Collected data
---+---

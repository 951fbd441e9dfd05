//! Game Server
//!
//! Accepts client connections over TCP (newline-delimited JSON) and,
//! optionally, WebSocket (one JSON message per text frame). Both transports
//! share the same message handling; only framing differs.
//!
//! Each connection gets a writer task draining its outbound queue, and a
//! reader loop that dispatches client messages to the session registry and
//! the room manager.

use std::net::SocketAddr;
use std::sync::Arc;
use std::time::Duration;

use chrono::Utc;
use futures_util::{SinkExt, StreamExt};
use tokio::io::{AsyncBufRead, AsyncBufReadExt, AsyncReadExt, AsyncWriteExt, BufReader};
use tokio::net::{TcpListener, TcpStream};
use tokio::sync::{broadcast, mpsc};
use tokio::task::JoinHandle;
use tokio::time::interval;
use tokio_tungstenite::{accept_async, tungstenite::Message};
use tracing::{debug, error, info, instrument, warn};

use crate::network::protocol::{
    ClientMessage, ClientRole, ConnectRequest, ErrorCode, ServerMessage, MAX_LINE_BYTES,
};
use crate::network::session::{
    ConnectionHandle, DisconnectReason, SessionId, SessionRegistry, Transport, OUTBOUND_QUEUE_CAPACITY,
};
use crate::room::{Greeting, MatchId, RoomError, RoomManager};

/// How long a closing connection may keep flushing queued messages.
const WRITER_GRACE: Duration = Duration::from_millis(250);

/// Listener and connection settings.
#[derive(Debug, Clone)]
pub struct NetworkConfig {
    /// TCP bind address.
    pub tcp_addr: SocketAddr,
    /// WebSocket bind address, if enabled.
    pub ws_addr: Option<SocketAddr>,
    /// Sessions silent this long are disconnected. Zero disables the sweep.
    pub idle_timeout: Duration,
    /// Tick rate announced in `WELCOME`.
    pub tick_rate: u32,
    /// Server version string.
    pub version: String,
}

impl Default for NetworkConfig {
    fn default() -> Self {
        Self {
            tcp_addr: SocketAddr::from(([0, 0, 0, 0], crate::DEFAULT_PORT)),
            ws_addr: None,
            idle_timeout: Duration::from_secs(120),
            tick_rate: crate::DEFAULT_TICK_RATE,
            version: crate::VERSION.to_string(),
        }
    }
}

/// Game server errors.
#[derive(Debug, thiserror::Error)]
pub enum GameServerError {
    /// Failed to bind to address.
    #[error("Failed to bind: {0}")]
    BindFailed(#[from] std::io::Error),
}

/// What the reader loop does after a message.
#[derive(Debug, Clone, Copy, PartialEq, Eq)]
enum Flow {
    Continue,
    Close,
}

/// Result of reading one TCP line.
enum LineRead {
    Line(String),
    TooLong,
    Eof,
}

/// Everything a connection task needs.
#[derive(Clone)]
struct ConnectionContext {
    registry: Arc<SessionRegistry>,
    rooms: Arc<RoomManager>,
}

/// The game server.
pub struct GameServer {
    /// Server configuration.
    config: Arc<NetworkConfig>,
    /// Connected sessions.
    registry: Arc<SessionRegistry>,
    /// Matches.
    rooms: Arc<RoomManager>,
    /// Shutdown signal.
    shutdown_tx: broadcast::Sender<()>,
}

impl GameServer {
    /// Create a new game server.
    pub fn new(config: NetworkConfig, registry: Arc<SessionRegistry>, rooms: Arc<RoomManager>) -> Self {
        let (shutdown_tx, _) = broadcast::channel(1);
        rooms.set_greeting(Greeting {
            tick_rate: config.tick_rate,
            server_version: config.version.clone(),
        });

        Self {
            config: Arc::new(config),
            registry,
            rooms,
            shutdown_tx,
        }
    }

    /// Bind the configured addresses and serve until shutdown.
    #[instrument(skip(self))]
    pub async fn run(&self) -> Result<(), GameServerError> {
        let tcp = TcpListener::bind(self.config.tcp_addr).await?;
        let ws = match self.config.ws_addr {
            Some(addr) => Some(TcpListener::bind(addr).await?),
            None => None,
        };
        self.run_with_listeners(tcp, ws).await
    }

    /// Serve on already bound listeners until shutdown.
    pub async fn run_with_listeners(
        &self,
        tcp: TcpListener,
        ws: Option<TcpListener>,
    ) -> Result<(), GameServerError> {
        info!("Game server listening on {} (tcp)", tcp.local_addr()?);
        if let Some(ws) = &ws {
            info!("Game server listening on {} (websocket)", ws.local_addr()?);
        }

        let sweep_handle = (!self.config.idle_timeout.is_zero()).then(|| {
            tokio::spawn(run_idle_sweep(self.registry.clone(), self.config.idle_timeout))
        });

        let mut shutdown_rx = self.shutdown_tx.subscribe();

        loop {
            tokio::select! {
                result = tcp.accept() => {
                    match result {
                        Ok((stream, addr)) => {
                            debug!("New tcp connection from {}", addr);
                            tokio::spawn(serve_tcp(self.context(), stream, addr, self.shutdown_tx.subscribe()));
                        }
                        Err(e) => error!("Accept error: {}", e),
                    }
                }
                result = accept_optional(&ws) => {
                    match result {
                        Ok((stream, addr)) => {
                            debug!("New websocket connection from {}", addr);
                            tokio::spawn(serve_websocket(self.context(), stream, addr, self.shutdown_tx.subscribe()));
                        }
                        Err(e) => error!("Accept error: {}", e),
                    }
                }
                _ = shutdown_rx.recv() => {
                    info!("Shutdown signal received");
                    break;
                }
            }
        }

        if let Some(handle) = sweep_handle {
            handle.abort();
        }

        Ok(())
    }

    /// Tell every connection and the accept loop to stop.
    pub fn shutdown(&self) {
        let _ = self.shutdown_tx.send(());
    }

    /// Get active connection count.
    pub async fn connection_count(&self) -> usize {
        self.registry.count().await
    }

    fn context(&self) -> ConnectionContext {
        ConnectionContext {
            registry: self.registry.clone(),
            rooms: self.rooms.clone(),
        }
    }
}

---+---

Number of lines above with the word "struct": supply it alone.

- [Written reply]
3